Only lines holding "filename" are needed; copy each of them from the data below.

--------------------

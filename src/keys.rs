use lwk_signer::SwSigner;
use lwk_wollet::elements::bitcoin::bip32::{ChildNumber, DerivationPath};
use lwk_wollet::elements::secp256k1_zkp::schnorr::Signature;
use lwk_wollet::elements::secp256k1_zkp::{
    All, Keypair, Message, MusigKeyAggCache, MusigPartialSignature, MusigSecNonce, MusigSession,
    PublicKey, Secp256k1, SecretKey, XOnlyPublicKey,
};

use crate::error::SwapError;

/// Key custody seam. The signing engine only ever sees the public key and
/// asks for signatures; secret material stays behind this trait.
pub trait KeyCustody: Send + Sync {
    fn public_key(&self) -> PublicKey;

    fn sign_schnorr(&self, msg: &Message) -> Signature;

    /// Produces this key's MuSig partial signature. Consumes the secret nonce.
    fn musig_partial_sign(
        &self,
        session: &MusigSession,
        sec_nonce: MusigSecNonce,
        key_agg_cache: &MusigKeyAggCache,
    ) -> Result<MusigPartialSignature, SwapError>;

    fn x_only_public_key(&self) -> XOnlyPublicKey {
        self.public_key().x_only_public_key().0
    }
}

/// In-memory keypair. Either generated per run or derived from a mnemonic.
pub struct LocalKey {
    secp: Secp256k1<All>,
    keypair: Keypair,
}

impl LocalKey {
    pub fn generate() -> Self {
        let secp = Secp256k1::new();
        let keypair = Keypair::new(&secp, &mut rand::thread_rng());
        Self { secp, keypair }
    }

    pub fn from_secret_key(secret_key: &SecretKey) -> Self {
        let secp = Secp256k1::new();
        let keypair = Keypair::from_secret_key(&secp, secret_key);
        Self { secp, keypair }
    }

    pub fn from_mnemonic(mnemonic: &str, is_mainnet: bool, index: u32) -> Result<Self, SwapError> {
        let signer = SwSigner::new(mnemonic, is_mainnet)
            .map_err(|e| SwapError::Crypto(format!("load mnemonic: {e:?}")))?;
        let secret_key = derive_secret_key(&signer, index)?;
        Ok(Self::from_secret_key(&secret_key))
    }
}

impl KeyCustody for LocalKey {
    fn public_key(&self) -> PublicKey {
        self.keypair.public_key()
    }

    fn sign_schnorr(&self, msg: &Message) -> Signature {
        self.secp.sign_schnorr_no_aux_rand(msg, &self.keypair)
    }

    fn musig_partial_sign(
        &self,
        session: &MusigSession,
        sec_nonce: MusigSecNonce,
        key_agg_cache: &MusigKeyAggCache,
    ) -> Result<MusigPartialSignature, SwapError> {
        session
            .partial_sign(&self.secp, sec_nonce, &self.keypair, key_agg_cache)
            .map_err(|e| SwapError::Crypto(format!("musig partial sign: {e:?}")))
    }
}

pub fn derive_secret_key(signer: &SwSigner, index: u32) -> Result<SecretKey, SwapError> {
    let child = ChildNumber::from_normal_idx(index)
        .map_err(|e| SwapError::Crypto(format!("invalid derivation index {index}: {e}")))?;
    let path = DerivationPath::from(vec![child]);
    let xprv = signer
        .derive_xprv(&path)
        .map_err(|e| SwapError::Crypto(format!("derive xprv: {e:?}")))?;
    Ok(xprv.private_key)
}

--------------------

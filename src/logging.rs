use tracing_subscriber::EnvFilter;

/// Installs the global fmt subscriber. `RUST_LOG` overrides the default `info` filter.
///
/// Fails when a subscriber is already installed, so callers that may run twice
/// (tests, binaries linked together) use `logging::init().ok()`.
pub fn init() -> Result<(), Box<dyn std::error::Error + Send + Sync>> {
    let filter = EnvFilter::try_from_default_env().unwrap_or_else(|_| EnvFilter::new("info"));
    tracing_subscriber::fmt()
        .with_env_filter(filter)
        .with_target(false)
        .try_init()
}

--------------------

**Expected answer:**
filename src/keys.rs
filename src/logging.rs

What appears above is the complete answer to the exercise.